● Your task: Once you have checked each line below for the word "struct", give the number of lines that have it and nothing further.
..............................
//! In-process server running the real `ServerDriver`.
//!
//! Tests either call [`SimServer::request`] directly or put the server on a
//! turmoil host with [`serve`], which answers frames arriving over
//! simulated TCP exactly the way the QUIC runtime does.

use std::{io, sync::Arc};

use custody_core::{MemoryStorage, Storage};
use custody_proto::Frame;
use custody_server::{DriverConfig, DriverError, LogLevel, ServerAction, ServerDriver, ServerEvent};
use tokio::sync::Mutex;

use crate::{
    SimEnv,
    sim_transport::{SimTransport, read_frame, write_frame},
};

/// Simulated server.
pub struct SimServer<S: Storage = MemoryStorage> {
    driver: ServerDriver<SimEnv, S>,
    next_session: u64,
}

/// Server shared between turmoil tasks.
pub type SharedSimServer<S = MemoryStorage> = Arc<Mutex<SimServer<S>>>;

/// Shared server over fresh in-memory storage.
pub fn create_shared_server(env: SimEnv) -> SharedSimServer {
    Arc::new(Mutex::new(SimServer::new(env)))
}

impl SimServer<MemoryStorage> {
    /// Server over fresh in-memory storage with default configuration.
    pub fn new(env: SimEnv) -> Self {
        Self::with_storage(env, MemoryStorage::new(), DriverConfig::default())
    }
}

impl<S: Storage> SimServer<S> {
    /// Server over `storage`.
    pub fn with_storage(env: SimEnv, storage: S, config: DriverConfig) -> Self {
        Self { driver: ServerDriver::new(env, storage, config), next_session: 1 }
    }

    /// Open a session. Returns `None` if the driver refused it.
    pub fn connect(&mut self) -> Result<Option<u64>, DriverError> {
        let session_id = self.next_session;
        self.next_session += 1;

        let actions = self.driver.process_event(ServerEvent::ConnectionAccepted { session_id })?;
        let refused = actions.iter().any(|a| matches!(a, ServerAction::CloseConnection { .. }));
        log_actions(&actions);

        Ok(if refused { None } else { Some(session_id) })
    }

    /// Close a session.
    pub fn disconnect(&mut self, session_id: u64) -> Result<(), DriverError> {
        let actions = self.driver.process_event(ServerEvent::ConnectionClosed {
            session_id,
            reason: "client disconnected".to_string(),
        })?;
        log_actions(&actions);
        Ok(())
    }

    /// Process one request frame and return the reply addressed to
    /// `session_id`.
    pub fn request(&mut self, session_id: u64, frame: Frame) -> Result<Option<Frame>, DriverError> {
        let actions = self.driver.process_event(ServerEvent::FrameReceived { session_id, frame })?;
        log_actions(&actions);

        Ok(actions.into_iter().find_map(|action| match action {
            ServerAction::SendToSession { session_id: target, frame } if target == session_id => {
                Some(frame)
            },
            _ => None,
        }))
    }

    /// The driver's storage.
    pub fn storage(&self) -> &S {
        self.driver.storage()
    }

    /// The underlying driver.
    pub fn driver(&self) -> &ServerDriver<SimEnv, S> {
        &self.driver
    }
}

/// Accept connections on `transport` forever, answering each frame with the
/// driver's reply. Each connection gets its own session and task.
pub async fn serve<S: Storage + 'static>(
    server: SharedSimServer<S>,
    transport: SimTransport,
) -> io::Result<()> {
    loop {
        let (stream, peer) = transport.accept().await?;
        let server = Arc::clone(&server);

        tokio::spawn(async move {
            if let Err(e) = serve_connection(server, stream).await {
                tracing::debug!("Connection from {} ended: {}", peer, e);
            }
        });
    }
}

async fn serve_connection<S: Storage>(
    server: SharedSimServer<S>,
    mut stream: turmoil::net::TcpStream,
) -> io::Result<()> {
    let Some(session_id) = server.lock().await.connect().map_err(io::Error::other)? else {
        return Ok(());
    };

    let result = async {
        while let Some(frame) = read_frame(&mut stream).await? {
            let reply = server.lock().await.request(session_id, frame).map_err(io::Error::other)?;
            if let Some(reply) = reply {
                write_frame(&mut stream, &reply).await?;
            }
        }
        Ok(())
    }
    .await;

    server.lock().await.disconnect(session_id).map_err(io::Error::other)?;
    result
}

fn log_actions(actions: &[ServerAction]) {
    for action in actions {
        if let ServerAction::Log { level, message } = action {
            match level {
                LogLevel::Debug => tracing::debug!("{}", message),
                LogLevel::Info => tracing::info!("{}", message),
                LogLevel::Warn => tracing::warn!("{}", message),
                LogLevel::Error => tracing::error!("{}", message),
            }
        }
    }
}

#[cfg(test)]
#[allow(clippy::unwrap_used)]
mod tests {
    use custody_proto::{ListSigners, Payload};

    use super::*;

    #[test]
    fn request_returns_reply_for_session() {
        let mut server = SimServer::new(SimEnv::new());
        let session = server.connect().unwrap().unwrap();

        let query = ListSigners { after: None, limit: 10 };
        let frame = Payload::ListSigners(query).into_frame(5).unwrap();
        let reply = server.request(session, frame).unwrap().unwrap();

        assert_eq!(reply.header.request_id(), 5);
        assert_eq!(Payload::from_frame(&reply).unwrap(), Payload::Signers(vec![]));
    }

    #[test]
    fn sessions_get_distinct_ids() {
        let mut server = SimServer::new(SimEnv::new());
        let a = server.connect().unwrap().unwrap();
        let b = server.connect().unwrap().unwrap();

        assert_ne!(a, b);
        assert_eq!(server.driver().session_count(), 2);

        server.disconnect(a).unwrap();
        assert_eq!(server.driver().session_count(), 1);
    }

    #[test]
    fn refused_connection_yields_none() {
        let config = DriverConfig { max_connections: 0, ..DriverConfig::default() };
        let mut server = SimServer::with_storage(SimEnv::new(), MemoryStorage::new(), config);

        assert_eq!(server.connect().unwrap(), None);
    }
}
..............................
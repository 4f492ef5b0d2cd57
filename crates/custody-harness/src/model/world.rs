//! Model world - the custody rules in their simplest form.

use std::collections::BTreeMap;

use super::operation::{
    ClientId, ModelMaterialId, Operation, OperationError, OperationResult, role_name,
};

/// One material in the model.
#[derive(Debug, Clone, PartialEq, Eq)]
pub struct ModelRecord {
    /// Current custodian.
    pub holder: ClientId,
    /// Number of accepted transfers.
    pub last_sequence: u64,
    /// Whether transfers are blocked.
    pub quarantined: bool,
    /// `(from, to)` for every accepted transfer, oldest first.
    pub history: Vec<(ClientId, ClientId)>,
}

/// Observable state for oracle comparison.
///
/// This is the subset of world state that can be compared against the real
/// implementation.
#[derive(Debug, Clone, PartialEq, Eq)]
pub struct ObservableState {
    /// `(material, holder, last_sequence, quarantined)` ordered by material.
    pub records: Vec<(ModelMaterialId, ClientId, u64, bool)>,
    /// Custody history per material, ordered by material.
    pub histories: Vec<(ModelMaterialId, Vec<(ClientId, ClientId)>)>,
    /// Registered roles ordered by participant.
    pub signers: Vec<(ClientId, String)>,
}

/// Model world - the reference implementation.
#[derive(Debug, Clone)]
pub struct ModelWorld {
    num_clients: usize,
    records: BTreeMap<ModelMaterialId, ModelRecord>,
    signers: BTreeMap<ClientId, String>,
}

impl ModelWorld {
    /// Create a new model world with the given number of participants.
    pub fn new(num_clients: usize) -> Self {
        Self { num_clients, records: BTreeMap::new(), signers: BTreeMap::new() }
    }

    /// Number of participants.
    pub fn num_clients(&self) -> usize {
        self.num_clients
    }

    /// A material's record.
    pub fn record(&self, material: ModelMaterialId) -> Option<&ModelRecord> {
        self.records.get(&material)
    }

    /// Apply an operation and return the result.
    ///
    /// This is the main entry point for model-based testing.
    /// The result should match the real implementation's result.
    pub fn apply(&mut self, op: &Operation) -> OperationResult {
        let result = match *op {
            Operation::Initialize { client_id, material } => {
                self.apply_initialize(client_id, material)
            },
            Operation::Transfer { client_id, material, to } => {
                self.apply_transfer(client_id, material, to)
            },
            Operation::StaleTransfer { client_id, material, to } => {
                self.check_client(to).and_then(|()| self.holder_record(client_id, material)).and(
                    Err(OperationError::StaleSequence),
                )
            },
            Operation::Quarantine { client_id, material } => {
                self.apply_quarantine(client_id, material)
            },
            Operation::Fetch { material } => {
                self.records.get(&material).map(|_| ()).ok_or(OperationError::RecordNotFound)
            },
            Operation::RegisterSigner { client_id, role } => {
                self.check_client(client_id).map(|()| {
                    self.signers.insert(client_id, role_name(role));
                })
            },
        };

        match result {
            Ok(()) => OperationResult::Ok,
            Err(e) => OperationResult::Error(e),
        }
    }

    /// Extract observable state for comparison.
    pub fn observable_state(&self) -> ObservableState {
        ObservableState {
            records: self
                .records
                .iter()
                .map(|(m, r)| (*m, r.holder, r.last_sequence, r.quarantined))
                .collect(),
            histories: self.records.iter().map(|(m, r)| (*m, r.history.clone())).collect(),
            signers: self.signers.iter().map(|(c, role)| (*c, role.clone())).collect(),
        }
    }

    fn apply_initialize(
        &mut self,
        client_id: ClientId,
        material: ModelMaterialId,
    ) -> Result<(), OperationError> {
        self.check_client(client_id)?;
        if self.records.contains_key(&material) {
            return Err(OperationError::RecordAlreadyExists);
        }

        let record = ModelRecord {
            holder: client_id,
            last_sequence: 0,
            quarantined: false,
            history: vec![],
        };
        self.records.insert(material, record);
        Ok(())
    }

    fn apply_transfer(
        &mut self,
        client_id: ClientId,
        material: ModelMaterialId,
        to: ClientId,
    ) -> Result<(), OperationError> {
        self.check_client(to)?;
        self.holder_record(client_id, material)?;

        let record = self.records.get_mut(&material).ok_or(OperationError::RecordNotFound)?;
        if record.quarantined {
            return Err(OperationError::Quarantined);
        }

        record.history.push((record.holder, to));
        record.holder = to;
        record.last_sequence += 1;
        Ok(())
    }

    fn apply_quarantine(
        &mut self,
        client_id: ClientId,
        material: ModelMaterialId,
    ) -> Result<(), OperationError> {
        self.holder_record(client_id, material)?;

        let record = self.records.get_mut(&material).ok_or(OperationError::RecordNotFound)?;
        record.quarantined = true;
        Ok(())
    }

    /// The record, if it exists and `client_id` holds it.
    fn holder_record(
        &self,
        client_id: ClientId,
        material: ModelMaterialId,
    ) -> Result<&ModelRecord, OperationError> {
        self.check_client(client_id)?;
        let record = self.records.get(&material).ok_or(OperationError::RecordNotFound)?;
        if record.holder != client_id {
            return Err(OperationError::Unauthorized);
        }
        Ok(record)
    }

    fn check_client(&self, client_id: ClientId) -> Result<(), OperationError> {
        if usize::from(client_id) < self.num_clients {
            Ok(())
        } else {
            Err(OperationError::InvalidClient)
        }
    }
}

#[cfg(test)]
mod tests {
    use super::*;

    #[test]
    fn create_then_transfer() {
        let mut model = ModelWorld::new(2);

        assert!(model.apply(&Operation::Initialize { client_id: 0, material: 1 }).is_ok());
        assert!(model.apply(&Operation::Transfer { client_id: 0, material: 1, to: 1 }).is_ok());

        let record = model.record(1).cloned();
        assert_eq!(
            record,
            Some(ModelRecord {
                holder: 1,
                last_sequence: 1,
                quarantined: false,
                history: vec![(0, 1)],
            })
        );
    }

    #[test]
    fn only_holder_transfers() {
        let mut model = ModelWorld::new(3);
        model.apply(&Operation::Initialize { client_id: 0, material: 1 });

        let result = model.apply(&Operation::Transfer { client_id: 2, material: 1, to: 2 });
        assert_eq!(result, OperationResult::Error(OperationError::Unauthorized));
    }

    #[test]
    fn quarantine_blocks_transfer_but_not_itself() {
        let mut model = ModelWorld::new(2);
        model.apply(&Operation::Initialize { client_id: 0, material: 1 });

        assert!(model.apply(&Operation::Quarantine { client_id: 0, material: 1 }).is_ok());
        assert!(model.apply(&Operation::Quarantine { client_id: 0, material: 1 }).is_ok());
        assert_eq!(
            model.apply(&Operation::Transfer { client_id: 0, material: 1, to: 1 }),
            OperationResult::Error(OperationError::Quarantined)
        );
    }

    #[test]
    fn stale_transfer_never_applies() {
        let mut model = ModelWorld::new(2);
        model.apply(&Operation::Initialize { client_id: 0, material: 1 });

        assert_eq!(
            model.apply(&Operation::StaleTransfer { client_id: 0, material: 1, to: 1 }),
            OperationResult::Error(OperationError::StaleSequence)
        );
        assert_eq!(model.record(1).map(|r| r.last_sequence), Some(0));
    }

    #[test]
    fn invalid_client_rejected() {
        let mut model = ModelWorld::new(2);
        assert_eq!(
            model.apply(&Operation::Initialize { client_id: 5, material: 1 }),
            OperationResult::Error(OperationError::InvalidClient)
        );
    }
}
..............................
● Exercise result: 4